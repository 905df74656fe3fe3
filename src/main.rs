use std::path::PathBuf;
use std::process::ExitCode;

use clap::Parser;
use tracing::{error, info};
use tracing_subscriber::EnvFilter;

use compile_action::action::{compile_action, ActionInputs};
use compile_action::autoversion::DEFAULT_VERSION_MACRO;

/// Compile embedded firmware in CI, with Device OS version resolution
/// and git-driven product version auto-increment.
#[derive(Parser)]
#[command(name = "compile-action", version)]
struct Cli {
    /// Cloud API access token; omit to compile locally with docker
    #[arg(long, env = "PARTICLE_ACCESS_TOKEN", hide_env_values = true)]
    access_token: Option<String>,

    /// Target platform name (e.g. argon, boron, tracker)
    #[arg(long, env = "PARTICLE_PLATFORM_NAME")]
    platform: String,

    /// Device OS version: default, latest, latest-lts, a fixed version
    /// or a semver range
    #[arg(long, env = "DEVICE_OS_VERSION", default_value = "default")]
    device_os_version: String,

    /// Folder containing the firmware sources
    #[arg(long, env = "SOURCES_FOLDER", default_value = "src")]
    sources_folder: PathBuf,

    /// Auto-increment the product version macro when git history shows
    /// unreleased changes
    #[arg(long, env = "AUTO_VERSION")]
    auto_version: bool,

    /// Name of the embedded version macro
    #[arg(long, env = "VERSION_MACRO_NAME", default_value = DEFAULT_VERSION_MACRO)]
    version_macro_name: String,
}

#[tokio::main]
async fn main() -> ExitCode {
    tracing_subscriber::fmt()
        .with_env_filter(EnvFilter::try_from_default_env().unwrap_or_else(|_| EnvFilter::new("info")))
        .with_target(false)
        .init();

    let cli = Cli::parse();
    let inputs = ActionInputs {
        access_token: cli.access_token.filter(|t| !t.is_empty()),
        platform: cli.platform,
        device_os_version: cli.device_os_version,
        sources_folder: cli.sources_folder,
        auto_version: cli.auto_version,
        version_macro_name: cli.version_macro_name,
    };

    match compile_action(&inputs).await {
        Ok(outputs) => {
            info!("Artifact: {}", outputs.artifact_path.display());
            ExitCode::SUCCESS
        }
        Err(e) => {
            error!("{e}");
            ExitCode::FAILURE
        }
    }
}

■ ■ ■

■ **EXERCISE AIM**: All of the data above must be retyped exactly.

■ **REPLY TO THE TASK**:
repository 905df74656fe3fe3
filename src/main.rs
use std::path::PathBuf;
use std::process::ExitCode;

use clap::Parser;
use tracing::{error, info};
use tracing_subscriber::EnvFilter;

use compile_action::action::{compile_action, ActionInputs};
use compile_action::autoversion::DEFAULT_VERSION_MACRO;

/// Compile embedded firmware in CI, with Device OS version resolution
/// and git-driven product version auto-increment.
#[derive(Parser)]
#[command(name = "compile-action", version)]
struct Cli {
    /// Cloud API access token; omit to compile locally with docker
    #[arg(long, env = "PARTICLE_ACCESS_TOKEN", hide_env_values = true)]
    access_token: Option<String>,

    /// Target platform name (e.g. argon, boron, tracker)
    #[arg(long, env = "PARTICLE_PLATFORM_NAME")]
    platform: String,

    /// Device OS version: default, latest, latest-lts, a fixed version
    /// or a semver range
    #[arg(long, env = "DEVICE_OS_VERSION", default_value = "default")]
    device_os_version: String,

    /// Folder containing the firmware sources
    #[arg(long, env = "SOURCES_FOLDER", default_value = "src")]
    sources_folder: PathBuf,

    /// Auto-increment the product version macro when git history shows
    /// unreleased changes
    #[arg(long, env = "AUTO_VERSION")]
    auto_version: bool,

    /// Name of the embedded version macro
    #[arg(long, env = "VERSION_MACRO_NAME", default_value = DEFAULT_VERSION_MACRO)]
    version_macro_name: String,
}

#[tokio::main]
async fn main() -> ExitCode {
    tracing_subscriber::fmt()
        .with_env_filter(EnvFilter::try_from_default_env().unwrap_or_else(|_| EnvFilter::new("info")))
        .with_target(false)
        .init();

    let cli = Cli::parse();
    let inputs = ActionInputs {
        access_token: cli.access_token.filter(|t| !t.is_empty()),
        platform: cli.platform,
        device_os_version: cli.device_os_version,
        sources_folder: cli.sources_folder,
        auto_version: cli.auto_version,
        version_macro_name: cli.version_macro_name,
    };

    match compile_action(&inputs).await {
        Ok(outputs) => {
            info!("Artifact: {}", outputs.artifact_path.display());
            ExitCode::SUCCESS
        }
        Err(e) => {
            error!("{e}");
            ExitCode::FAILURE
        }
    }
}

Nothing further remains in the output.